**What to work on**
The lines below that include "listener" are to be found and copied.

**Extracted material**
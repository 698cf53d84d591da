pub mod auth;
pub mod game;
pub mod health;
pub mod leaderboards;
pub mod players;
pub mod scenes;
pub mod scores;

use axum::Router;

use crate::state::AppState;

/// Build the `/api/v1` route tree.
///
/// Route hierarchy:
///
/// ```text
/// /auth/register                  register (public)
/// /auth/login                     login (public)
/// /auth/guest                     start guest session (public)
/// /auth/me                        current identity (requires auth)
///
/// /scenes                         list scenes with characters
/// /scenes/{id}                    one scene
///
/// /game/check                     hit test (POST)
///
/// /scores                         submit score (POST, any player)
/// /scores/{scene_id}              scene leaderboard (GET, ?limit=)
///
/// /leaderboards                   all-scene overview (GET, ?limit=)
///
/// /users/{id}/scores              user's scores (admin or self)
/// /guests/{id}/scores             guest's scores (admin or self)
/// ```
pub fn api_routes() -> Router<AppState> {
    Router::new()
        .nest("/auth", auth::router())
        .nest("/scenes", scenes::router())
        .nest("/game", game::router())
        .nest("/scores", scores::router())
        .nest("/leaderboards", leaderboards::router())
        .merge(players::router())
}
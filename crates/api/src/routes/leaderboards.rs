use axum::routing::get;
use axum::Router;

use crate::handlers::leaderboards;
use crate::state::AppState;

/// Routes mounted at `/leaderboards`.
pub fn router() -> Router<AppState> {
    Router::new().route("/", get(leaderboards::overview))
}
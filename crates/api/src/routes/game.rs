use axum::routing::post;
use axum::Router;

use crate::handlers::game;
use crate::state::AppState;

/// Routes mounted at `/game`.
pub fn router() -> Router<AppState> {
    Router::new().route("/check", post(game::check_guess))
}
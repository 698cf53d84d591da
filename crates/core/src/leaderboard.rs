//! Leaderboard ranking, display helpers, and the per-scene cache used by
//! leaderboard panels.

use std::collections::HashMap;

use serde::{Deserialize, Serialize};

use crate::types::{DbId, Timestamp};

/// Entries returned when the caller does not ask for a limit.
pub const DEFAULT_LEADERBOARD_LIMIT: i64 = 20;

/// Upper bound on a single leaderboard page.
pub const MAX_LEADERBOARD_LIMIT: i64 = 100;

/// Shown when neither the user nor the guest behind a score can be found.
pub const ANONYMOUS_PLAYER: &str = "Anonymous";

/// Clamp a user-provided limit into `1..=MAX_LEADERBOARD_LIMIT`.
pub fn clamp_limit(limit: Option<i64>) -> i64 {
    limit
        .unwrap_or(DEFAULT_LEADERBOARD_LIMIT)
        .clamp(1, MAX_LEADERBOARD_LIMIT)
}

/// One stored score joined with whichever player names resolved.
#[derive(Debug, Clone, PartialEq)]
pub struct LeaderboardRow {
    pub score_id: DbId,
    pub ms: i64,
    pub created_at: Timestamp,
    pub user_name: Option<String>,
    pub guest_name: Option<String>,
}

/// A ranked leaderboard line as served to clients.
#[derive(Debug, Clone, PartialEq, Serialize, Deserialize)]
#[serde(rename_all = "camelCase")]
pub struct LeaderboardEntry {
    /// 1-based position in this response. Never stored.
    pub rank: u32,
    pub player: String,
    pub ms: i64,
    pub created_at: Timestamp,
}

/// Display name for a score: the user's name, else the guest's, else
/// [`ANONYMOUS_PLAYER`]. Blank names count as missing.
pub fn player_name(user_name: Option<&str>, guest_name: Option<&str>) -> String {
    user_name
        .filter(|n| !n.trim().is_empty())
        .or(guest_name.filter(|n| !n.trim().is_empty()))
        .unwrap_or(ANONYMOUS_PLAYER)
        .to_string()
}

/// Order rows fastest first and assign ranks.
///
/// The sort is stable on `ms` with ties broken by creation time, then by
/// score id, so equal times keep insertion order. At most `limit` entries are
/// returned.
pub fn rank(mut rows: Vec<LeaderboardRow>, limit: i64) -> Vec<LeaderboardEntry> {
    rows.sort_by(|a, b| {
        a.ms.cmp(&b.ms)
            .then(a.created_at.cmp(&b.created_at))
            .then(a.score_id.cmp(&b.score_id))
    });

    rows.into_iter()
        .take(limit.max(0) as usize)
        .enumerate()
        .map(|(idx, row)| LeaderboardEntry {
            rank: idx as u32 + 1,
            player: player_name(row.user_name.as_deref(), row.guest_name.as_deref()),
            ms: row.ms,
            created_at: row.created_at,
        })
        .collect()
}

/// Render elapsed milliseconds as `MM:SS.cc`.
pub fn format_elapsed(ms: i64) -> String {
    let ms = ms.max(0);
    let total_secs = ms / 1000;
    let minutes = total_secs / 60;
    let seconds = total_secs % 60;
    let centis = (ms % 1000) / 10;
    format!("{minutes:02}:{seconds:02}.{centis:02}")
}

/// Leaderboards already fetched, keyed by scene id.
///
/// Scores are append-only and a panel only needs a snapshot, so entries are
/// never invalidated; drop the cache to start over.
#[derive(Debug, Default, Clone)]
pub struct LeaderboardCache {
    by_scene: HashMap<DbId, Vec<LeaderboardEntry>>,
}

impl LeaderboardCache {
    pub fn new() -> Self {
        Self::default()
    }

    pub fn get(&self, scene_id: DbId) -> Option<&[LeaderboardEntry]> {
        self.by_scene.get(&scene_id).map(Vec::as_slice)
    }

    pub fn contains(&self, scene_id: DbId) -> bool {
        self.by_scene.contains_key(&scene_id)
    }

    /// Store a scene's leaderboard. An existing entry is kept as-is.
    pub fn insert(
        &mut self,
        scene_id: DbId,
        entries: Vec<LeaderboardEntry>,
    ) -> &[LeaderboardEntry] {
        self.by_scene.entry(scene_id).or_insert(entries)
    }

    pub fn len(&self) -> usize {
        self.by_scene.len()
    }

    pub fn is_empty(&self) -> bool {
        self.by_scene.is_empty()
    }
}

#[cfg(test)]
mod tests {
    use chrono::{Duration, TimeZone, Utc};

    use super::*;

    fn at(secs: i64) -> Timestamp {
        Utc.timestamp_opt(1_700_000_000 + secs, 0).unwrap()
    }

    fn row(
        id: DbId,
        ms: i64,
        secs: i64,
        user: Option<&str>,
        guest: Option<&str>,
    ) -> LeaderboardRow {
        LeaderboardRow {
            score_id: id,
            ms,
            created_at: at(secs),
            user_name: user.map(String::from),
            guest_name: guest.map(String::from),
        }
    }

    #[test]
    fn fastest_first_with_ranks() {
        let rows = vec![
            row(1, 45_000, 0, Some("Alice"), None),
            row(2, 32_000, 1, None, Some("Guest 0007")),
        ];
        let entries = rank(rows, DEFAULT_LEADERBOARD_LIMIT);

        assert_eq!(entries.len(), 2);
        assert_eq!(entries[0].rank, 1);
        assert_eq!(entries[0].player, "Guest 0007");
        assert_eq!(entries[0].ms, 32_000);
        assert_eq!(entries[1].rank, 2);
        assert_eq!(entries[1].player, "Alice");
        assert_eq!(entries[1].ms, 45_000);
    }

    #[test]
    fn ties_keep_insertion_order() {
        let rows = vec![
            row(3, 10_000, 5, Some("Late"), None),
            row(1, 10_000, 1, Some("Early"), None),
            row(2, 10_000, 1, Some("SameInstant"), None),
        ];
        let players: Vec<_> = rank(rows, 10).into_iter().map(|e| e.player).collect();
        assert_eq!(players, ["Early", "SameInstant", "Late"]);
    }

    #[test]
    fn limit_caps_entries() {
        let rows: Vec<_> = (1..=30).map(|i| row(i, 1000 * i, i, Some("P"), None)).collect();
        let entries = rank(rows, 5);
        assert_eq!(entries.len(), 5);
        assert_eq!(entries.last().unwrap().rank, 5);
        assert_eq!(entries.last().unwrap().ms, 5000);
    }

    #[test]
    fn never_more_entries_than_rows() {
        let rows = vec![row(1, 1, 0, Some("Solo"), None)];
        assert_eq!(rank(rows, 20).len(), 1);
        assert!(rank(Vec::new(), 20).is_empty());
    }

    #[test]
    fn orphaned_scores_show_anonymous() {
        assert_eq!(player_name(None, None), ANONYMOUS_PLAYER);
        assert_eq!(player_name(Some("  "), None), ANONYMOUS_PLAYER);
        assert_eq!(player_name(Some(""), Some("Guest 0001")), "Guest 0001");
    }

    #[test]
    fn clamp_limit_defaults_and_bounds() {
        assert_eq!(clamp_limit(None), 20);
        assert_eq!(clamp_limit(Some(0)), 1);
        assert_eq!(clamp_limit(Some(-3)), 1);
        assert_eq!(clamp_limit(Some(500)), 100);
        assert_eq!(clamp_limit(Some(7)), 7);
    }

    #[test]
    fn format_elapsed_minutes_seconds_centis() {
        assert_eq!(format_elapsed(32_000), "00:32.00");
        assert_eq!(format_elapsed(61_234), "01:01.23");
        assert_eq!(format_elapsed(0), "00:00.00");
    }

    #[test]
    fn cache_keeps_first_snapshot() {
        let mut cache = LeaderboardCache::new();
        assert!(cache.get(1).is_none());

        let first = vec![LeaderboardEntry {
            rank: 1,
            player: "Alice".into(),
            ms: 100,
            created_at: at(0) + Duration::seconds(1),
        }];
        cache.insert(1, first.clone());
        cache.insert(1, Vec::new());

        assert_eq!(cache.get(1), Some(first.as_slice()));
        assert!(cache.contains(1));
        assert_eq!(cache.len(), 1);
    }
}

==

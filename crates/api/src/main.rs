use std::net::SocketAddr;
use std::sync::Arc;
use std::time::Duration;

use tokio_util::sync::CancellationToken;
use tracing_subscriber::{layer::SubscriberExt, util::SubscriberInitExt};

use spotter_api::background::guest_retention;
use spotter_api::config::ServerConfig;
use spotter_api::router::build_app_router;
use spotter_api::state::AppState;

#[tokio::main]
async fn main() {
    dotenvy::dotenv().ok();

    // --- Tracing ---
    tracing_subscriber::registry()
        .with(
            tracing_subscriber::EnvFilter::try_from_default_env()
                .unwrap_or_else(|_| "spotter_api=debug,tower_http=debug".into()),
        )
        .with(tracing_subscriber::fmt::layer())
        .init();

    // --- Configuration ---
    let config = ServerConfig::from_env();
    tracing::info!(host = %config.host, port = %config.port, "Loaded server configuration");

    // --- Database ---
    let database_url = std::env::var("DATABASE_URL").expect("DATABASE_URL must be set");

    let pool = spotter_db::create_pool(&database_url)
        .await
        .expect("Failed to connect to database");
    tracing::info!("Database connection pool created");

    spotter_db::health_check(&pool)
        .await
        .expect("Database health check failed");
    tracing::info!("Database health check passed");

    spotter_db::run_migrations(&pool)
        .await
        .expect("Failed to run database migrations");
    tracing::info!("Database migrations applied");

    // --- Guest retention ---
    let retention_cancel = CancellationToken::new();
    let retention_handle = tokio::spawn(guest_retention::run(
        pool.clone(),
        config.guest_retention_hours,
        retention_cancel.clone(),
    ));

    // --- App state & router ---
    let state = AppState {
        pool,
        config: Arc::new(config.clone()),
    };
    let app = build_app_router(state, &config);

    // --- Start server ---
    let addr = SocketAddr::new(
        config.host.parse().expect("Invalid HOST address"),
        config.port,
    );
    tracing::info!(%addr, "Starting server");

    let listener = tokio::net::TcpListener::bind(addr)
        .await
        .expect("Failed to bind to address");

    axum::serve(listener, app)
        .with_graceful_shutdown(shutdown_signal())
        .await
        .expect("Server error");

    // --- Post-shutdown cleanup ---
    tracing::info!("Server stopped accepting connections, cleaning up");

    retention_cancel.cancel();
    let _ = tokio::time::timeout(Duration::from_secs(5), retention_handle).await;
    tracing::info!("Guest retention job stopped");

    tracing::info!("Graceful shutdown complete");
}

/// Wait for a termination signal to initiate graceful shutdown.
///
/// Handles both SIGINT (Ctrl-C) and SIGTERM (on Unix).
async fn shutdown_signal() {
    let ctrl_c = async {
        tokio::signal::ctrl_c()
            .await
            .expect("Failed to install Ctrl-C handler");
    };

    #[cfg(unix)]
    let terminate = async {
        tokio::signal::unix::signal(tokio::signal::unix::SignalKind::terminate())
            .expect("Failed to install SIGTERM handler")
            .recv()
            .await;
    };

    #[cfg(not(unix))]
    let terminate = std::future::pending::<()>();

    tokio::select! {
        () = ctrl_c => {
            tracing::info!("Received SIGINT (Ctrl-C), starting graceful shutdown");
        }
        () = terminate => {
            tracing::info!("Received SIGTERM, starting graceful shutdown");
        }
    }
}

**Task output**
    let listener = tokio::net::TcpListener::bind(addr)
    axum::serve(listener, app)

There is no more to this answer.